Data supplied —
>>>
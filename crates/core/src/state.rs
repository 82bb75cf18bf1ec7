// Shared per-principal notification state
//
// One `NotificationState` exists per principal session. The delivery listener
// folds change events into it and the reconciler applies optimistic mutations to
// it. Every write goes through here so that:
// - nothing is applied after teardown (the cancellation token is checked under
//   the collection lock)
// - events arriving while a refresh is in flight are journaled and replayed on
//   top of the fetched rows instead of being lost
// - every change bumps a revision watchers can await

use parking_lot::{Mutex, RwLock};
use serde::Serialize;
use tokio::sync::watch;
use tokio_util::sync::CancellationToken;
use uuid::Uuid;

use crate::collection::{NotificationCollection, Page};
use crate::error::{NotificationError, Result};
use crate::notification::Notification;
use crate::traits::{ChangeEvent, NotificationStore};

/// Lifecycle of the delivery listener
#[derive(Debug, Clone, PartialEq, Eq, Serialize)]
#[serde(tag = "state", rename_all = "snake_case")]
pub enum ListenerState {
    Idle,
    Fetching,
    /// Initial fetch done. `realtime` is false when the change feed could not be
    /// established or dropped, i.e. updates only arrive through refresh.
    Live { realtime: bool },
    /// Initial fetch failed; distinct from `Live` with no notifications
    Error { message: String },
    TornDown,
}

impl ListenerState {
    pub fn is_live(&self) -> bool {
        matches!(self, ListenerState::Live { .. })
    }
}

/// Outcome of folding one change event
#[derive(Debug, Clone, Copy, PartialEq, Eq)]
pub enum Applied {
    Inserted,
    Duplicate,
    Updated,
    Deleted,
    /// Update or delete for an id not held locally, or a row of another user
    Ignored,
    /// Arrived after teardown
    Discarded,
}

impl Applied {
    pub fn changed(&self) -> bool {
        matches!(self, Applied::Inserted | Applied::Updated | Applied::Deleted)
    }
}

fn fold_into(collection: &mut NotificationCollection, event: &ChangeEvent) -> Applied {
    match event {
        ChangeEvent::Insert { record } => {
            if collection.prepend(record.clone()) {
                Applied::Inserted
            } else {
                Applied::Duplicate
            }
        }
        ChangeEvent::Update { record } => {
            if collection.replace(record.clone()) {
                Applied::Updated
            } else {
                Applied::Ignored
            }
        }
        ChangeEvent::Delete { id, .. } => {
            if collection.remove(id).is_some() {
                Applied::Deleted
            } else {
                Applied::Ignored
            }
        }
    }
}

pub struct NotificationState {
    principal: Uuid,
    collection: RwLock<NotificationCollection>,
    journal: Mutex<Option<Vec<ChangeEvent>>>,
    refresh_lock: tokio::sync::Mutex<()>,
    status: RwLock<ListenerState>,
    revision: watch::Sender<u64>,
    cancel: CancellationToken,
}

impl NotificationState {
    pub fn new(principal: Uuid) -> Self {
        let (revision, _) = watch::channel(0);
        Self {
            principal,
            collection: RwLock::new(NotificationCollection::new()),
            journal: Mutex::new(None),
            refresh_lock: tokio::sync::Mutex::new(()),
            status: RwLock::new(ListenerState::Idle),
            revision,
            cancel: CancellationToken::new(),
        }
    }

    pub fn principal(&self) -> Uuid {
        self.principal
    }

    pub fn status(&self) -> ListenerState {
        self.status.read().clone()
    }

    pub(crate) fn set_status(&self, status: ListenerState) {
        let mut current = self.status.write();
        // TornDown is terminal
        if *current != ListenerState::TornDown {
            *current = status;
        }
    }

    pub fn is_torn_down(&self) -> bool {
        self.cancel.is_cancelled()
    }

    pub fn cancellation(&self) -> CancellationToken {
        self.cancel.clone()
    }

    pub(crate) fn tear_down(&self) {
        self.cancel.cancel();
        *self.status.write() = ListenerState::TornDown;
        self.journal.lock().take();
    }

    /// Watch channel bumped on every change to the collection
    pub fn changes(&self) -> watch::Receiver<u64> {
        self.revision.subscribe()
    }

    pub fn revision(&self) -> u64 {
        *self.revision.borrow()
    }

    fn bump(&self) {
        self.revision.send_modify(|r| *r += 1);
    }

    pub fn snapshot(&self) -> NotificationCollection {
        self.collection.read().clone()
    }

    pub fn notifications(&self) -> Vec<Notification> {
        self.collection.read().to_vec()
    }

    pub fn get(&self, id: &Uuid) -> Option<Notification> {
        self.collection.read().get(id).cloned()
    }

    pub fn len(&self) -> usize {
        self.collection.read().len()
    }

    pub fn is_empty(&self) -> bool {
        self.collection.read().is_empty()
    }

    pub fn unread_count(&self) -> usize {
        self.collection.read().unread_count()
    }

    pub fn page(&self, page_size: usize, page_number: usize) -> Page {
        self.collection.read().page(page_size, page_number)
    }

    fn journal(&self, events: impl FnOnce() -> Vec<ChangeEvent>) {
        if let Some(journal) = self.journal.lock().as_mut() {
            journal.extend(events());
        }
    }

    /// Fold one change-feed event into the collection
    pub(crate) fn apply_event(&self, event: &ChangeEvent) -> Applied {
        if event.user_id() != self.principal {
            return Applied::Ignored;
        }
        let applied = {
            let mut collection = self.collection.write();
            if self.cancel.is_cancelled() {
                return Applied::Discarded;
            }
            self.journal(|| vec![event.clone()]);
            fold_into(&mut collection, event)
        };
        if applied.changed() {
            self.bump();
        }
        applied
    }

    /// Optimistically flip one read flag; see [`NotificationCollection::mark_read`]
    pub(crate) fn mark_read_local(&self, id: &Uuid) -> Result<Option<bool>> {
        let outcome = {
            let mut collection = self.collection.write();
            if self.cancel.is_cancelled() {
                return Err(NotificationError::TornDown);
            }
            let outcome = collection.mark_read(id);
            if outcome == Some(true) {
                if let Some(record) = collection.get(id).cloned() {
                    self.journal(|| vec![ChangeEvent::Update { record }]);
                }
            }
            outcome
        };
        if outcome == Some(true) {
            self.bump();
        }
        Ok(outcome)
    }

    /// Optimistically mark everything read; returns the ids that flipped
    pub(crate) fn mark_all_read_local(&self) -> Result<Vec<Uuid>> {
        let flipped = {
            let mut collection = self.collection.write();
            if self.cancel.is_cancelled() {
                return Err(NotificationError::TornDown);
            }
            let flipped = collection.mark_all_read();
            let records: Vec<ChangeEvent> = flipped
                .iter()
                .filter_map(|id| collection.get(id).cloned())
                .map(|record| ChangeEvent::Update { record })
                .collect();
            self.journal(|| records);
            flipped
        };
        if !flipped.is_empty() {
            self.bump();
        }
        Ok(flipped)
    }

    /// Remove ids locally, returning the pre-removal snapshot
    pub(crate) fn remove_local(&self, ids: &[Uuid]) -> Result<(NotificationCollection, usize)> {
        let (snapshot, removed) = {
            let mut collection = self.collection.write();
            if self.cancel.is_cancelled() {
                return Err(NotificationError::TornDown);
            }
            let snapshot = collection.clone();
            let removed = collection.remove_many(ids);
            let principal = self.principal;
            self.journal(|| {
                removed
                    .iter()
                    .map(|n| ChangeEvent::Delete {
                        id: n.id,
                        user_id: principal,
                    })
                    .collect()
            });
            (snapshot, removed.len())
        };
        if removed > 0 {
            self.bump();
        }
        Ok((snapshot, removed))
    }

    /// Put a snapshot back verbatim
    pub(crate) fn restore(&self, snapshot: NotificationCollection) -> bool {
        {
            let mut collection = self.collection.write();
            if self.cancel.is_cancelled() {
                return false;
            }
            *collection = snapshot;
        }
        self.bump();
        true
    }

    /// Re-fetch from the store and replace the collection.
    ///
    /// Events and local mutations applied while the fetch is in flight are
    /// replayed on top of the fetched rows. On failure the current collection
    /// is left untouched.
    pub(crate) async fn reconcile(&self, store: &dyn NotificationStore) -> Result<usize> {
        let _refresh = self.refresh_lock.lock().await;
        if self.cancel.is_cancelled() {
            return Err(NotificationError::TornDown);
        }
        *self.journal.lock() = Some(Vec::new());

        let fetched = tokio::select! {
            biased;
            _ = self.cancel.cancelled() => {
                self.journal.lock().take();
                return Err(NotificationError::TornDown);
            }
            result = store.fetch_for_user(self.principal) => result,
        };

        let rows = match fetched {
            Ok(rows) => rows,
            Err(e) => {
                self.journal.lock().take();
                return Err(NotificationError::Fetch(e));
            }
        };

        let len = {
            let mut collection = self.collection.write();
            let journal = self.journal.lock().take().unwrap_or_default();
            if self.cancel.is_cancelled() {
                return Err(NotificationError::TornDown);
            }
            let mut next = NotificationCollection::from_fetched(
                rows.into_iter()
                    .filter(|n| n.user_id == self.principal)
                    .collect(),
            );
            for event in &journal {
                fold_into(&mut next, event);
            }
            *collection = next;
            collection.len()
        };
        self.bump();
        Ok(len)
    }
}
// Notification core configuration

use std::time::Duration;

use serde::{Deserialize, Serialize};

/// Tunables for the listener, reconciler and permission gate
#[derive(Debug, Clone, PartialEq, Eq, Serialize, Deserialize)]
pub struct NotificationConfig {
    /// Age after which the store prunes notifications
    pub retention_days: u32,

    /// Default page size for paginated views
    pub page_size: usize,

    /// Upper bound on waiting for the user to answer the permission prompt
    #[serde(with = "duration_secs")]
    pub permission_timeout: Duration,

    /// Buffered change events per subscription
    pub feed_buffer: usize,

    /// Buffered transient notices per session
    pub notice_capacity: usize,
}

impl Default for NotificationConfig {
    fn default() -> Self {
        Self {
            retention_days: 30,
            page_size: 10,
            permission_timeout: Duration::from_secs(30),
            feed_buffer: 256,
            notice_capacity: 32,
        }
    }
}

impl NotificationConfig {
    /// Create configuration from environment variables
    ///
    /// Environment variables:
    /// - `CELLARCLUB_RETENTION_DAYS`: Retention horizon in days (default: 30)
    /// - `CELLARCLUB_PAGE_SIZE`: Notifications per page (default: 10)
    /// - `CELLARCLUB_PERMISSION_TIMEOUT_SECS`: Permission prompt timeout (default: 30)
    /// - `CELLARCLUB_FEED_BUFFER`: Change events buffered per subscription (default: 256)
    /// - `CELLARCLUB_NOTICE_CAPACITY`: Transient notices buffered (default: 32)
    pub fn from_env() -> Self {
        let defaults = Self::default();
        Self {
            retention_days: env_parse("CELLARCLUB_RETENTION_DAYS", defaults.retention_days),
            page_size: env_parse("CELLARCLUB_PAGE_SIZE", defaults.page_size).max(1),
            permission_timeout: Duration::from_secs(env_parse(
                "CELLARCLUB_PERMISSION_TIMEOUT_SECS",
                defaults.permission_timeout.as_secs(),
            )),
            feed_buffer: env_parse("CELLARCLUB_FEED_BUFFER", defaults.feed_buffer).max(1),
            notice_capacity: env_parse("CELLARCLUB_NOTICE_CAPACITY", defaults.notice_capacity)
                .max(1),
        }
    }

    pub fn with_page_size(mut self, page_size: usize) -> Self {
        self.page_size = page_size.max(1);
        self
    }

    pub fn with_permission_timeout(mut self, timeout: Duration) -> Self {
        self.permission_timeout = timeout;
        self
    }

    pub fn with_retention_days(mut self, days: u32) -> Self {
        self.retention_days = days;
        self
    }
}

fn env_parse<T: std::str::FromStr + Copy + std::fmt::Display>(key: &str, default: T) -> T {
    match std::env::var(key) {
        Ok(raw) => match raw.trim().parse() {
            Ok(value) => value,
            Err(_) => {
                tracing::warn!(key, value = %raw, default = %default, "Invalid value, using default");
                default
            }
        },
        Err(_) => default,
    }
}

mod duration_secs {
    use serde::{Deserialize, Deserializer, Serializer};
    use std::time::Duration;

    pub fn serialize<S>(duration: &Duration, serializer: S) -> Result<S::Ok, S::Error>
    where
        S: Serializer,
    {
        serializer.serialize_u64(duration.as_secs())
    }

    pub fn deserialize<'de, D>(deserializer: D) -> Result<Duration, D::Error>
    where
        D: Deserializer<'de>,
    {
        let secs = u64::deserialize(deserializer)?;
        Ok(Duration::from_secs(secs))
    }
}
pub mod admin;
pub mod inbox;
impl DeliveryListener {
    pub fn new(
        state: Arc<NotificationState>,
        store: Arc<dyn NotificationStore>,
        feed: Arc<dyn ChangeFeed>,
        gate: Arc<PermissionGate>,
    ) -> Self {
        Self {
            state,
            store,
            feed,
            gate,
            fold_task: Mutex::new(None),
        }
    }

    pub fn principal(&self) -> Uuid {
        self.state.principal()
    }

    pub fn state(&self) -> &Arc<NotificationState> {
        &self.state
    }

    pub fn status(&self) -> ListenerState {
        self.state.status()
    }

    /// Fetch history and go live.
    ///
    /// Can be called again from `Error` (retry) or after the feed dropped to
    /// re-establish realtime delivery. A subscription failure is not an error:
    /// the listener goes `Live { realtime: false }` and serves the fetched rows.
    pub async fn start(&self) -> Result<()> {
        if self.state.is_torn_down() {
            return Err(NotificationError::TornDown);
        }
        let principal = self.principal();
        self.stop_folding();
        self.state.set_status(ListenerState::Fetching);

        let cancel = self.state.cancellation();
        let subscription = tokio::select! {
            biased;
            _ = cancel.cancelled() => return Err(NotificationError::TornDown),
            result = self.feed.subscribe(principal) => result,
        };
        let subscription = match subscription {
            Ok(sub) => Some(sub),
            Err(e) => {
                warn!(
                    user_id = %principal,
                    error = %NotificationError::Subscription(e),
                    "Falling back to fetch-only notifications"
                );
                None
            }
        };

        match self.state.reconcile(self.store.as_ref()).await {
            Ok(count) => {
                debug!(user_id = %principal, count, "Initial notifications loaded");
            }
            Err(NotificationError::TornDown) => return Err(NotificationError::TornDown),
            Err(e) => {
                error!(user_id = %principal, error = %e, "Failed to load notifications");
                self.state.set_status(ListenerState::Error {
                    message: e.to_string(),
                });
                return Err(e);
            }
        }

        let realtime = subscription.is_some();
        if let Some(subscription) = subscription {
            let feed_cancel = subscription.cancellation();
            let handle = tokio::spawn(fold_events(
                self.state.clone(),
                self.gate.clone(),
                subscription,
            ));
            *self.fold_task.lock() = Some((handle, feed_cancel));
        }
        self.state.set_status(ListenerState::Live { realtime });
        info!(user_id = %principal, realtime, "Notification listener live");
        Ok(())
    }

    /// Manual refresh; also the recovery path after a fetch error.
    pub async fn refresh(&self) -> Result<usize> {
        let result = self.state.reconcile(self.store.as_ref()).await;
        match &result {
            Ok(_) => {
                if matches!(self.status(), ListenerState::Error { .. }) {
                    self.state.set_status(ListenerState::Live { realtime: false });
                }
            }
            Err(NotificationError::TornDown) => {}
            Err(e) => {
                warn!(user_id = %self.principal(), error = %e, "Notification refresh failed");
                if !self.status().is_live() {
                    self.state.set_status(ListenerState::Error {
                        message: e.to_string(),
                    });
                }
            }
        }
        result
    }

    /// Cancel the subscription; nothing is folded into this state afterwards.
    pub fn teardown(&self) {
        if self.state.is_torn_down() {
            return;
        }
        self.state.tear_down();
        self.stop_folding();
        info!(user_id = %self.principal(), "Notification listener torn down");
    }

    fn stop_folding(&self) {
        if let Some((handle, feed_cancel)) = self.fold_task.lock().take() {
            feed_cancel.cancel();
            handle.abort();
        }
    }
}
<<<
Work task — Every line of the entries above that includes "dropped" should be copied.

Expected answer —
    /// established or dropped, i.e. updates only arrive through refresh.
    /// Can be called again from `Error` (retry) or after the feed dropped to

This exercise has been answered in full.